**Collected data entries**
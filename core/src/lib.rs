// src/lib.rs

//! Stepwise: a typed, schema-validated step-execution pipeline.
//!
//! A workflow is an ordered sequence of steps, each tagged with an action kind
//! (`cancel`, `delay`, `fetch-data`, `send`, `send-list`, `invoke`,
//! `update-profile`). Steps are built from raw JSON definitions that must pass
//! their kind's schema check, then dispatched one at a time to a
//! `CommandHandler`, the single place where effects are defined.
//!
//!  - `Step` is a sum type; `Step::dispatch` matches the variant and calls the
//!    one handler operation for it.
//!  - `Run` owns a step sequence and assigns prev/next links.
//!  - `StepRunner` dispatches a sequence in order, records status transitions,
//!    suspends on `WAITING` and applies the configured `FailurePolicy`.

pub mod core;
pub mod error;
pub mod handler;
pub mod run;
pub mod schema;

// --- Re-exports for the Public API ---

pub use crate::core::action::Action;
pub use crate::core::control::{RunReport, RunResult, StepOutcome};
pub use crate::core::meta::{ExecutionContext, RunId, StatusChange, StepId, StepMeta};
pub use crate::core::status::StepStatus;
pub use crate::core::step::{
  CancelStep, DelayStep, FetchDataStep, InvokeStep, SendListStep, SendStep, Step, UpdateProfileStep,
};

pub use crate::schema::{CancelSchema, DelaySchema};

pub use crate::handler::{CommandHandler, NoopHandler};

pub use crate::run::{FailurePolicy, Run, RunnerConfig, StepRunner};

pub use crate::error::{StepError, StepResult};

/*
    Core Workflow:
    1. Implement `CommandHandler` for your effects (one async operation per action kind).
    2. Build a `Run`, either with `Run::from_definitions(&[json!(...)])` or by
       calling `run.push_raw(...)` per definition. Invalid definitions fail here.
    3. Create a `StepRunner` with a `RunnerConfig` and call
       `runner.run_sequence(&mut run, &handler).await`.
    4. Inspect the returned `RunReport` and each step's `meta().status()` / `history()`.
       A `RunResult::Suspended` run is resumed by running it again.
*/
...
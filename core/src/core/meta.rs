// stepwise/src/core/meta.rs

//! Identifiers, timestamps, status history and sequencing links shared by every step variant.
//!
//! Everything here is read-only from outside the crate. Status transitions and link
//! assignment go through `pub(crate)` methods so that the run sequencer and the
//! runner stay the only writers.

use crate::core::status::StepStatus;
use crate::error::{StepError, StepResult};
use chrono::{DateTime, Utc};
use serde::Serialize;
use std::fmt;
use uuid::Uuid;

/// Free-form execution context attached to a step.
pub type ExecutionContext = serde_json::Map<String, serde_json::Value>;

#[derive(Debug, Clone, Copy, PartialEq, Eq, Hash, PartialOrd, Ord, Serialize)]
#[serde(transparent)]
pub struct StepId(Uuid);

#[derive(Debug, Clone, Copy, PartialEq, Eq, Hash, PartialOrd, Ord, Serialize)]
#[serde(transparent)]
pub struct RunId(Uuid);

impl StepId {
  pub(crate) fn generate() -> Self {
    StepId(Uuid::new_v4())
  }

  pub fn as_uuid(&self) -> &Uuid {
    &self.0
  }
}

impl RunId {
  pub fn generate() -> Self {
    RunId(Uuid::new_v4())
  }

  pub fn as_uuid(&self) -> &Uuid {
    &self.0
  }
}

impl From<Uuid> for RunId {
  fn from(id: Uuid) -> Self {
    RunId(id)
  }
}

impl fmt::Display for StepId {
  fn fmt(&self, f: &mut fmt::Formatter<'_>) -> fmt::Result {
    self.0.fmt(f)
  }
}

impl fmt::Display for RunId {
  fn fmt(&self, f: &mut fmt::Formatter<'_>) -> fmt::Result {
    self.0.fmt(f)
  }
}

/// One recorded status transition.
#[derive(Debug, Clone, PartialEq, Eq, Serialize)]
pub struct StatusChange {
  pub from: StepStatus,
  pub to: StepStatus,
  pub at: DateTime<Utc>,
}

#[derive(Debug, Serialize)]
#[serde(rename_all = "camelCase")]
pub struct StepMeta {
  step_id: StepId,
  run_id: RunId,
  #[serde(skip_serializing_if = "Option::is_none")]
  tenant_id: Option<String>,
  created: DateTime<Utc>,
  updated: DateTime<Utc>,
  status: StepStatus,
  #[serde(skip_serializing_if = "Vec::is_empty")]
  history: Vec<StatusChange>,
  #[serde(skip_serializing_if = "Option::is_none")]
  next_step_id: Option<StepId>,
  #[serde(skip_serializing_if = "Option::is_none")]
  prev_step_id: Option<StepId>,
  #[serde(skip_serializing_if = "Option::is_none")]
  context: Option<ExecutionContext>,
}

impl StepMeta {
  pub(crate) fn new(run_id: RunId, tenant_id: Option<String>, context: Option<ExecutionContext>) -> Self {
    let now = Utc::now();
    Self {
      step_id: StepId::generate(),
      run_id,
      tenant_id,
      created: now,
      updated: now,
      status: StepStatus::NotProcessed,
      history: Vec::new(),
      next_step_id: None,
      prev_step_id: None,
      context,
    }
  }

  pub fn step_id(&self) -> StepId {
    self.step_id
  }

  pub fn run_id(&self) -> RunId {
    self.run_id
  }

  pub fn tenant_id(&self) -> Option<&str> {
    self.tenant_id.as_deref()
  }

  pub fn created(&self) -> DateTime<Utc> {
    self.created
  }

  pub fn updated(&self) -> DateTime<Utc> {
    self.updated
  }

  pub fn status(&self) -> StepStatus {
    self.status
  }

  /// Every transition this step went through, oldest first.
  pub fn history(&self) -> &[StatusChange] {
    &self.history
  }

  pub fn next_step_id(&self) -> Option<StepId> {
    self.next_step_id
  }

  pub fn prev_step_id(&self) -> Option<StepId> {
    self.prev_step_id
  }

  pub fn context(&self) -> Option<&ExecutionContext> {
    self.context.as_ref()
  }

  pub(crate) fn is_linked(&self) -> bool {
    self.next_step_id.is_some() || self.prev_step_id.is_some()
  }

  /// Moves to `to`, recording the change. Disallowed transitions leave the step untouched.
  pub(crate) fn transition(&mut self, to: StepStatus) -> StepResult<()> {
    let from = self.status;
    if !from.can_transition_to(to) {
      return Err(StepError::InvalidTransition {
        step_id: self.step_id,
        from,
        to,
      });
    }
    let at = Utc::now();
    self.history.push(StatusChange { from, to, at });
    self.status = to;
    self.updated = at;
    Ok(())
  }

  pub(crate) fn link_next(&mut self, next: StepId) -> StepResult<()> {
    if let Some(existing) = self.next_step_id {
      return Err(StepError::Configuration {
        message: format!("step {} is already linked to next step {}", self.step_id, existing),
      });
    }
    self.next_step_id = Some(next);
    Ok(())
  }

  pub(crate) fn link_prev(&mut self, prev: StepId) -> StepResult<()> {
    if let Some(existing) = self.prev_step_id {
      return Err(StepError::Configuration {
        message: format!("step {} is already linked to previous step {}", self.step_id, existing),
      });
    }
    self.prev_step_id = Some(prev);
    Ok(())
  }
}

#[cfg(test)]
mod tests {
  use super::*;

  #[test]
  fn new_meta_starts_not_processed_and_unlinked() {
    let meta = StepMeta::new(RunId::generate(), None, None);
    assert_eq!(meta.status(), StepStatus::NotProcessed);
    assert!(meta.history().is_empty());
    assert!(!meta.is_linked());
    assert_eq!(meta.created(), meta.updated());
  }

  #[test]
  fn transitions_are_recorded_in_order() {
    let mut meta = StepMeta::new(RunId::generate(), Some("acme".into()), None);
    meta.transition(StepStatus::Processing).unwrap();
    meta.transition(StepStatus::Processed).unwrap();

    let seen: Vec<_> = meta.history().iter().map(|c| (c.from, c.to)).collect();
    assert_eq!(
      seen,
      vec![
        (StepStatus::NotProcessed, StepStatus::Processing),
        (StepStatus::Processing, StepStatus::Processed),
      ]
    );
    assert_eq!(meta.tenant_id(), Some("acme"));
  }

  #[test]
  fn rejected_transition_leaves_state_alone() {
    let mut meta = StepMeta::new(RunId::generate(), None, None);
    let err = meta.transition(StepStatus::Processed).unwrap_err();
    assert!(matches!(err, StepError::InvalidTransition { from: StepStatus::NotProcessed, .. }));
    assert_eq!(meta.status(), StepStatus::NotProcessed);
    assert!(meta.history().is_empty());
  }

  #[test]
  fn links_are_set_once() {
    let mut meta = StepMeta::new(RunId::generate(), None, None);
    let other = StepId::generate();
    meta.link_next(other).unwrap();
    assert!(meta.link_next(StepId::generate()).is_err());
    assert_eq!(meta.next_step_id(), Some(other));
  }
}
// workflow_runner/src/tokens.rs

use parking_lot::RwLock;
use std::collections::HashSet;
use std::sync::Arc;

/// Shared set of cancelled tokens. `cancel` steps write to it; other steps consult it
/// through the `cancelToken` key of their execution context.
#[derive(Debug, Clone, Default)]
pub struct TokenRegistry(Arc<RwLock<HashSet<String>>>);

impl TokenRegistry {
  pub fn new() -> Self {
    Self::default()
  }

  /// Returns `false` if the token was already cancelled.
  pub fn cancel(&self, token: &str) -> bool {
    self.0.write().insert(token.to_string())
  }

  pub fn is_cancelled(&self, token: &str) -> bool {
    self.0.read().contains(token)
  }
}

**Your assignment**
Check each line of the records for "struct" and copy the ones that contain it.

**Task answer**
pub struct StepId(Uuid);
pub struct RunId(Uuid);
pub struct StatusChange {
pub struct StepMeta {
pub struct TokenRegistry(Arc<RwLock<HashSet<String>>>);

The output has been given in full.